A Policy-aware Switching Layer for Data Centers

This paper presents a policy-aware switch design that routes data through a specified set of middle-boxes.

Summary

This paper addresses the problem of inserting middle-boxes such as firewalls, load balancers, etc. into a network. The current approach is to place these boxes in series on the physical path or to modify path weights in the spanning tree to force data through these boxes. This method makes it difficult to provide the following desirable properties:
  1. Correctness. Traffic should traverse middle boxes in a specified order.
  2. Flexibility. It should be easy to reconfigure the sequence of middle boxes or to add new ones.
  3. Efficiency. Traffic should only traverse the required middle boxes.
To achieve these goals the authors propose a policy-aware switching layer (pswitch). The goal of this layer is to
  1. Separate policy from reachability. Explicitly dictate which middle boxes traffic should traverse, not by changing network paths.
  2. Take middle boxes off the physical network path.
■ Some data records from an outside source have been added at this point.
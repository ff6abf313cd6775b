//! Daily admin digest job.
//!
//! A background task that once a day queries customers with visits in the
//! next two days and emails the operator a summary. Upstream faults are
//! logged and the loop keeps running; only missing configuration disables
//! the job (at spawn time, never mid-flight).

use std::time::Duration;

use chrono::{Days, Local};
use tokio::task::JoinHandle;

use crate::db::CustomerRepository;
use crate::error::AppError;
use crate::state::AppState;

/// How far ahead the digest looks.
const DIGEST_WINDOW_DAYS: u64 = 2;

/// One tick per day; the first tick fires immediately on boot.
const DIGEST_INTERVAL: Duration = Duration::from_secs(24 * 60 * 60);

/// Spawn the digest loop if a recipient is configured.
///
/// Returns `None` when `DIGEST_RECIPIENT` is unset.
pub fn spawn(state: AppState) -> Option<JoinHandle<()>> {
    let recipient = state.config().digest()?.recipient.clone();
    tracing::info!(recipient = %recipient, "Digest job enabled");

    Some(tokio::spawn(async move {
        let mut interval = tokio::time::interval(DIGEST_INTERVAL);
        loop {
            interval.tick().await;
            if let Err(e) = run_once(&state, &recipient).await {
                tracing::error!(error = %e, "Digest run failed");
            }
        }
    }))
}

/// One digest pass: query the window, skip when empty, send the email.
async fn run_once(state: &AppState, recipient: &str) -> Result<(), AppError> {
    let today = Local::now().date_naive();
    let until = today
        .checked_add_days(Days::new(DIGEST_WINDOW_DAYS))
        .unwrap_or(today);

    let repo = CustomerRepository::new(state.pool());
    let upcoming = repo.upcoming(today, until).await?;

    if upcoming.is_empty() {
        tracing::debug!("No upcoming visits, skipping digest");
        return Ok(());
    }

    tracing::info!(visits = upcoming.len(), "Sending daily digest");
    state.email().send_digest(recipient, today, &upcoming).await?;
    Ok(())
}
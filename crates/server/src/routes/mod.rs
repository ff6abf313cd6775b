//! HTTP route handlers.
//!
//! # Route Structure
//!
//! ```text
//! GET  /healthz                  - Liveness check
//! GET  /healthz/ready            - Readiness check (DB ping)
//!
//! # Auth (single operator password)
//! POST /login                    - Start a session
//! POST /logout                   - End the session
//!
//! # Customers (session required)
//! GET    /customers              - List (reconciled on read)
//! POST   /customers              - Create
//! GET    /customers/{id}         - Detail
//! PUT    /customers/{id}         - Update
//! DELETE /customers/{id}         - Delete
//! POST   /customers/{id}/complete - Mark job done (advance)
//! POST   /customers/{id}/remind   - Send bilingual reminder email
//!
//! # Reports (session required)
//! GET  /agenda-summary           - AI-written daily agenda
//! POST /export/pdf               - Customer report PDF
//! ```

use axum::{
    Router,
    routing::{get, post},
};

use crate::state::AppState;

pub mod agenda;
pub mod auth;
pub mod customers;
pub mod export;

/// All application routes. Static assets and health checks are wired in
/// `main`; everything here goes through the session layer.
pub fn routes() -> Router<AppState> {
    Router::new()
        // Auth
        .route("/login", post(auth::login))
        .route("/logout", post(auth::logout))
        // Customers
        .route(
            "/customers",
            get(customers::list).post(customers::create),
        )
        .route(
            "/customers/{id}",
            get(customers::show)
                .put(customers::update)
                .delete(customers::delete),
        )
        .route("/customers/{id}/complete", post(customers::complete))
        .route("/customers/{id}/remind", post(customers::remind))
        // Reports
        .route("/agenda-summary", get(agenda::summary))
        .route("/export/pdf", post(export::pdf))
}
//! Anthropic Messages API client for the daily agenda summary.

pub mod client;
pub mod error;
pub mod types;

pub use client::AgendaClient;
pub use error::AiError;
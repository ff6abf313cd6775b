//! Unified error handling for the server.

use axum::{
    Json,
    http::StatusCode,
    response::{IntoResponse, Response},
};
use serde_json::json;
use thiserror::Error;

use brisa_core::ValidationError;

use crate::ai::AiError;
use crate::db::RepositoryError;
use crate::services::email::EmailError;
use crate::services::report::ReportError;

/// Application-level error type for the back office.
#[derive(Debug, Error)]
pub enum AppError {
    /// Database operation failed.
    #[error("Database error: {0}")]
    Database(#[from] RepositoryError),

    /// Customer input failed validation.
    #[error("Validation error: {0}")]
    Validation(#[from] ValidationError),

    /// Email delivery failed.
    #[error("Email error: {0}")]
    Email(#[from] EmailError),

    /// Agenda summary request failed.
    #[error("AI error: {0}")]
    Ai(#[from] AiError),

    /// PDF rendering failed.
    #[error("Report error: {0}")]
    Report(#[from] ReportError),

    /// Resource not found.
    #[error("Not found: {0}")]
    NotFound(String),

    /// User is not authenticated.
    #[error("Unauthorized: {0}")]
    Unauthorized(String),

    /// Bad request from client.
    #[error("Bad request: {0}")]
    BadRequest(String),

    /// Feature is not configured on this deployment.
    #[error("Unavailable: {0}")]
    Unavailable(String),

    /// Internal server error.
    #[error("Internal error: {0}")]
    Internal(String),
}

impl IntoResponse for AppError {
    fn into_response(self) -> Response {
        // Upstream and internal faults are logged here, once, with detail;
        // clients only ever see the generic message below.
        if matches!(
            self,
            Self::Database(_) | Self::Internal(_) | Self::Email(_) | Self::Ai(_) | Self::Report(_)
        ) {
            tracing::error!(error = %self, "Request error");
        }

        let status = match &self {
            // A missing row surfaces as 404 whether the handler noticed or
            // the repository did.
            Self::NotFound(_) | Self::Database(RepositoryError::NotFound) => StatusCode::NOT_FOUND,
            Self::Database(_) | Self::Internal(_) | Self::Report(_) => {
                StatusCode::INTERNAL_SERVER_ERROR
            }
            Self::Email(_) | Self::Ai(_) => StatusCode::BAD_GATEWAY,
            Self::Validation(_) => StatusCode::UNPROCESSABLE_ENTITY,
            Self::Unauthorized(_) => StatusCode::UNAUTHORIZED,
            Self::BadRequest(_) => StatusCode::BAD_REQUEST,
            Self::Unavailable(_) => StatusCode::SERVICE_UNAVAILABLE,
        };

        // Don't expose internal error details to clients
        let message = match &self {
            Self::Database(RepositoryError::NotFound) => "Not found".to_string(),
            Self::Database(_) | Self::Internal(_) | Self::Report(_) => {
                "Internal server error".to_string()
            }
            Self::Email(_) | Self::Ai(_) => "Upstream service error".to_string(),
            _ => self.to_string(),
        };

        (status, Json(json!({ "error": message }))).into_response()
    }
}
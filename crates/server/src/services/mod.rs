//! Outbound services for the back office.
//!
//! # Services
//!
//! - `email` - Bilingual reminder and digest delivery via SMTP
//! - `digest` - Daily background job emailing upcoming visits
//! - `report` - PDF customer report rendering

pub mod digest;
pub mod email;
pub mod report;

pub use email::{EmailError, EmailService};
pub use report::{ReportError, customer_report};
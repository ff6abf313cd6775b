//! Customer CRUD and lifecycle endpoints.
//!
//! Every list read runs the reconcile pass with a single `today` computed
//! once for the whole batch, so one response is internally consistent.
//! Date policy: `today` comes from the local calendar
//! (`Local::now().date_naive()`), matching the time-zone-less dates the
//! engine works with; UTC-anchored arithmetic is deliberately avoided.

use axum::{
    Json,
    extract::{Path, State},
    http::StatusCode,
    response::IntoResponse,
};
use chrono::Local;
use tracing::instrument;
use uuid::Uuid;

use brisa_core::{Customer, CustomerDraft, CustomerId, lifecycle};

use crate::db::CustomerRepository;
use crate::error::AppError;
use crate::middleware::auth::RequireAuth;
use crate::state::AppState;

/// List all customers, reconciling each record on the way out.
///
/// Changed records are written back one by one; a failed write is logged
/// and the reconciled value is still returned. The next read repairs any
/// record whose write was lost, so the pass is self-healing.
#[instrument(skip_all)]
pub async fn list(
    RequireAuth(_): RequireAuth,
    State(state): State<AppState>,
) -> Result<Json<Vec<Customer>>, AppError> {
    let repo = CustomerRepository::new(state.pool());
    let today = Local::now().date_naive();

    let mut customers = repo.list_all().await?;
    for customer in &mut customers {
        if let Some(updated) = lifecycle::reconcile(customer, today) {
            if let Err(e) = repo.save(&updated).await {
                tracing::warn!(customer_id = %updated.id, error = %e, "Reconcile write failed");
            }
            *customer = updated;
        }
    }

    Ok(Json(customers))
}

/// Create a customer from a validated draft.
pub async fn create(
    RequireAuth(_): RequireAuth,
    State(state): State<AppState>,
    Json(draft): Json<CustomerDraft>,
) -> Result<impl IntoResponse, AppError> {
    draft.validate()?;

    let repo = CustomerRepository::new(state.pool());
    let customer = repo.insert(&draft).await?;
    tracing::info!(customer_id = %customer.id, "Customer created");

    Ok((StatusCode::CREATED, Json(customer)))
}

/// Fetch a single customer.
pub async fn show(
    RequireAuth(_): RequireAuth,
    State(state): State<AppState>,
    Path(id): Path<Uuid>,
) -> Result<Json<Customer>, AppError> {
    let repo = CustomerRepository::new(state.pool());
    let customer = repo
        .find_by_id(CustomerId::new(id))
        .await?
        .ok_or_else(|| AppError::NotFound(format!("customer {id}")))?;
    Ok(Json(customer))
}

/// Replace a customer's editable fields.
pub async fn update(
    RequireAuth(_): RequireAuth,
    State(state): State<AppState>,
    Path(id): Path<Uuid>,
    Json(draft): Json<CustomerDraft>,
) -> Result<Json<Customer>, AppError> {
    draft.validate()?;

    let repo = CustomerRepository::new(state.pool());
    let customer = repo
        .update(CustomerId::new(id), &draft)
        .await?
        .ok_or_else(|| AppError::NotFound(format!("customer {id}")))?;
    Ok(Json(customer))
}

/// Delete a customer. No cascading effects; single-entity model.
pub async fn delete(
    RequireAuth(_): RequireAuth,
    State(state): State<AppState>,
    Path(id): Path<Uuid>,
) -> Result<StatusCode, AppError> {
    let repo = CustomerRepository::new(state.pool());
    let found = repo.delete(CustomerId::new(id)).await?;
    if !found {
        return Err(AppError::NotFound(format!("customer {id}")));
    }
    tracing::info!(customer_id = %id, "Customer deleted");
    Ok(StatusCode::NO_CONTENT)
}

/// Mark the current job complete and advance the schedule.
///
/// Plain read-modify-write with no version check: two simultaneous
/// completions can double-advance the schedule. Known limitation, kept.
#[instrument(skip(state), fields(customer_id = %id))]
pub async fn complete(
    RequireAuth(_): RequireAuth,
    State(state): State<AppState>,
    Path(id): Path<Uuid>,
) -> Result<Json<Customer>, AppError> {
    let repo = CustomerRepository::new(state.pool());
    let today = Local::now().date_naive();

    let customer = repo
        .find_by_id(CustomerId::new(id))
        .await?
        .ok_or_else(|| AppError::NotFound(format!("customer {id}")))?;

    let updated = lifecycle::advance(&customer, today);
    repo.save(&updated).await?;

    tracing::info!(next_visit = %updated.next_visit, "Job completed");
    Ok(Json(updated))
}

/// Email the customer a bilingual visit reminder.
#[instrument(skip(state), fields(customer_id = %id))]
pub async fn remind(
    RequireAuth(_): RequireAuth,
    State(state): State<AppState>,
    Path(id): Path<Uuid>,
) -> Result<StatusCode, AppError> {
    let repo = CustomerRepository::new(state.pool());
    let customer = repo
        .find_by_id(CustomerId::new(id))
        .await?
        .ok_or_else(|| AppError::NotFound(format!("customer {id}")))?;

    if customer.email.is_none() {
        return Err(AppError::BadRequest(
            "customer has no email address".to_string(),
        ));
    }

    state.email().send_reminder(&customer).await?;
    Ok(StatusCode::NO_CONTENT)
}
Data is explicitly forwarded to middle boxes so they no longer have to be on choke points in the network.
The pswitch will match packets based on the source IP, destination IP, port number and protocol type and then forward them to a specified middle box. Middle boxes can be put in series by next hop forwarding rules e.g. [previous hop, traffic selector]: next hop.

The authors use a formal model to verify the correctness of the proposed deign.

Thoughts

Overall, this sounds like a good solution to a real problem in data centers. One concern is that the pswitch mechanism introduces extra overhead. For example, data must make an additional round trip through each middle box instead of traversing all of them in series.